The major airlines have largely remained tight-lipped about the programs and their profitability, only making references to them in their financial filings and public statements. However, on the aforementioned Thursday, the industry trade group Airlines for America defended the programs. "Millions of people enjoy being a part of various loyalty programs," the group stated. "Policymakers should ensure that consumers can continue to be offered these important benefits."

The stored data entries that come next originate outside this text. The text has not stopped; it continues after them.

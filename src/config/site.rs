//! Site configuration (_config.yml)

use anyhow::{Context, Result};
use serde::{Deserialize, Serialize};
use std::fs;
use std::path::{Path, PathBuf};

/// Environment variable overriding `prismic.endpoint`
pub const ENDPOINT_ENV: &str = "PRISMIC_API_ENDPOINT";
/// Environment variable overriding `prismic.access_token`
pub const ACCESS_TOKEN_ENV: &str = "PRISMIC_ACCESS_TOKEN";

/// Main site configuration
#[derive(Debug, Clone, Serialize, Deserialize)]
#[serde(default)]
pub struct SiteConfig {
    // Site
    pub title: String,
    pub language: String,
    pub timezone: String,
    pub logo: String,

    // URL
    pub url: String,
    pub root: String,

    // Directory
    pub public_dir: String,
    pub static_dir: String,
    pub i18n_dir: String,

    // Date format (date-fns style tokens)
    pub date_format: String,

    // Content source
    pub prismic: PrismicConfig,
    /// Serve documents from a local JSON file instead of Prismic
    pub fixtures: Option<PathBuf>,

    pub listing: ListingConfig,
    pub paths: PathsConfig,
    pub reading: ReadingConfig,
    pub banner: BannerConfig,
}

impl Default for SiteConfig {
    fn default() -> Self {
        Self {
            title: "spacetraveling".to_string(),
            language: "en".to_string(),
            timezone: "UTC".to_string(),
            logo: "/logo.svg".to_string(),

            url: "http://localhost:3000".to_string(),
            root: "/".to_string(),

            public_dir: "public".to_string(),
            static_dir: "static".to_string(),
            i18n_dir: "languages".to_string(),

            date_format: "dd MMM yyyy".to_string(),

            prismic: PrismicConfig::default(),
            fixtures: None,

            listing: ListingConfig::default(),
            paths: PathsConfig::default(),
            reading: ReadingConfig::default(),
            banner: BannerConfig::default(),
        }
    }
}

impl SiteConfig {
    /// Load configuration from a file
    pub fn load<P: AsRef<Path>>(path: P) -> Result<Self> {
        let path = path.as_ref();
        let content = fs::read_to_string(path)
            .with_context(|| format!("Failed to read config {:?}", path))?;
        let config: SiteConfig = serde_yaml::from_str(&content)
            .with_context(|| format!("Failed to parse config {:?}", path))?;
        Ok(config)
    }

    /// Apply `PRISMIC_API_ENDPOINT` / `PRISMIC_ACCESS_TOKEN` overrides
    pub fn apply_env(&mut self) {
        self.apply_overrides(
            std::env::var(ENDPOINT_ENV).ok(),
            std::env::var(ACCESS_TOKEN_ENV).ok(),
        );
    }

    fn apply_overrides(&mut self, endpoint: Option<String>, access_token: Option<String>) {
        if let Some(endpoint) = endpoint.filter(|v| !v.trim().is_empty()) {
            tracing::debug!("Using content store endpoint from {}", ENDPOINT_ENV);
            self.prismic.endpoint = Some(endpoint);
        }
        if let Some(token) = access_token.filter(|v| !v.trim().is_empty()) {
            self.prismic.access_token = Some(token);
        }
    }

    /// Parsed IANA time zone, falling back to UTC
    pub fn time_zone(&self) -> chrono_tz::Tz {
        match self.timezone.parse::<chrono_tz::Tz>() {
            Ok(tz) => tz,
            Err(_) => {
                tracing::warn!("Unknown timezone {:?}, using UTC", self.timezone);
                chrono_tz::UTC
            }
        }
    }
}

/// Prismic repository settings
#[derive(Debug, Clone, Serialize, Deserialize)]
#[serde(default)]
pub struct PrismicConfig {
    /// API root, e.g. `https://my-repo.cdn.prismic.io/api/v2`
    pub endpoint: Option<String>,
    pub access_token: Option<String>,
    pub document_type: String,
}

impl Default for PrismicConfig {
    fn default() -> Self {
        Self {
            endpoint: None,
            access_token: None,
            document_type: "post".to_string(),
        }
    }
}

/// Home page listing
#[derive(Debug, Clone, Serialize, Deserialize)]
#[serde(default)]
pub struct ListingConfig {
    pub page_size: usize,
}

impl Default for ListingConfig {
    fn default() -> Self {
        Self { page_size: 2 }
    }
}

/// Pre-rendered post paths
#[derive(Debug, Clone, Serialize, Deserialize)]
#[serde(default)]
pub struct PathsConfig {
    pub page_size: usize,
}

impl Default for PathsConfig {
    fn default() -> Self {
        Self { page_size: 100 }
    }
}

/// Reading time estimate
#[derive(Debug, Clone, Serialize, Deserialize)]
#[serde(default)]
pub struct ReadingConfig {
    pub words_per_minute: usize,
}

impl Default for ReadingConfig {
    fn default() -> Self {
        Self {
            words_per_minute: 200,
        }
    }
}

/// Banner size used until the client measures the rendered image
#[derive(Debug, Clone, Serialize, Deserialize)]
#[serde(default)]
pub struct BannerConfig {
    pub fallback_width: u32,
    pub fallback_height: u32,
}

impl Default for BannerConfig {
    fn default() -> Self {
        Self {
            fallback_width: 1120,
            fallback_height: 400,
        }
    }
}

#[cfg(test)]
mod tests {
    use super::*;

    #[test]
    fn test_default_config() {
        let config = SiteConfig::default();
        assert_eq!(config.title, "spacetraveling");
        assert_eq!(config.date_format, "dd MMM yyyy");
        assert_eq!(config.listing.page_size, 2);
        assert_eq!(config.paths.page_size, 100);
        assert_eq!(config.reading.words_per_minute, 200);
        assert_eq!(config.prismic.document_type, "post");
    }

    #[test]
    fn test_parse_config() {
        let yaml = r#"
title: My Blog
language: pt-BR
timezone: America/Sao_Paulo
prismic:
  endpoint: https://my-blog.cdn.prismic.io/api/v2
listing:
  page_size: 5
"#;
        let config: SiteConfig = serde_yaml::from_str(yaml).unwrap();
        assert_eq!(config.title, "My Blog");
        assert_eq!(config.language, "pt-BR");
        assert_eq!(
            config.prismic.endpoint.as_deref(),
            Some("https://my-blog.cdn.prismic.io/api/v2")
        );
        assert_eq!(config.prismic.document_type, "post");
        assert_eq!(config.listing.page_size, 5);
        assert_eq!(config.banner.fallback_width, 1120);
        assert_eq!(config.time_zone(), chrono_tz::America::Sao_Paulo);
    }

    #[test]
    fn test_env_overrides() {
        let mut config = SiteConfig::default();
        config.apply_overrides(Some("https://x.cdn.prismic.io/api/v2".to_string()), None);
        assert_eq!(
            config.prismic.endpoint.as_deref(),
            Some("https://x.cdn.prismic.io/api/v2")
        );
        assert!(config.prismic.access_token.is_none());

        config.apply_overrides(Some("  ".to_string()), Some("secret".to_string()));
        assert_eq!(
            config.prismic.endpoint.as_deref(),
            Some("https://x.cdn.prismic.io/api/v2")
        );
        assert_eq!(config.prismic.access_token.as_deref(), Some("secret"));
    }

    #[test]
    fn test_unknown_timezone_falls_back_to_utc() {
        let config = SiteConfig {
            timezone: "Mars/Olympus".to_string(),
            ..SiteConfig::default()
        };
        assert_eq!(config.time_zone(), chrono_tz::UTC);
    }
}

According to Griff of The Points Guy, the programs are generally advantageous for consumers, even if they are more beneficial for the airlines themselves, provided that consumers settle their credit card balances and avoid incurring high interest rates on the purchases that enabled them to accumulate those miles. Consumers should also be vigilant about not being overcharged in terms of the number of miles when deciding between purchasing a ticket with cash or with miles. Griff noted that, for the most part, the value of a mile is only 1.2 cents or 1.3 cents, meaning that a $400 plane ticket should cost approximately 33,000 miles. If an airline is demanding significantly more miles for a ticket, it might be wiser to reserve the miles for a different flight. The Points Guy offers a calculator to compare the two purchasing options.
During the peak of the pandemic, when air travel came to a near standstill and airlines were in dire need of cash, the revenue derived from credit cards became a literal lifeline. Most US airlines sold bonds to raise funds, with the promise of repayment backed by payments from banks and credit cards for miles. The bonds placed an estimated value on the frequent flyer programs that far exceeded the value of the airlines themselves, suggesting that investors had assessed the airlines’ actual operations—planes, crews, gates, and flights—as being worth less than $0. However, it is likely inaccurate to claim that frequent flyer programs are more valuable than the airlines themselves, as the actual flights provide the programs with their inherent value, as noted by Andrew Didora, an airline analyst with Bank of America. "It’s very difficult to separate out the value of the programs and the value of the rest of the airline," he said. "They can’t exist without each other. They go hand in hand."
Nevertheless, Didora emphasized that it is evident that frequent flyer programs are crucial to the economic viability of operating an airline—not only for the direct profits they generate but also for their role in attracting and retaining customers. "They’re called ‘loyalty programs’ for a reason," Didora concluded.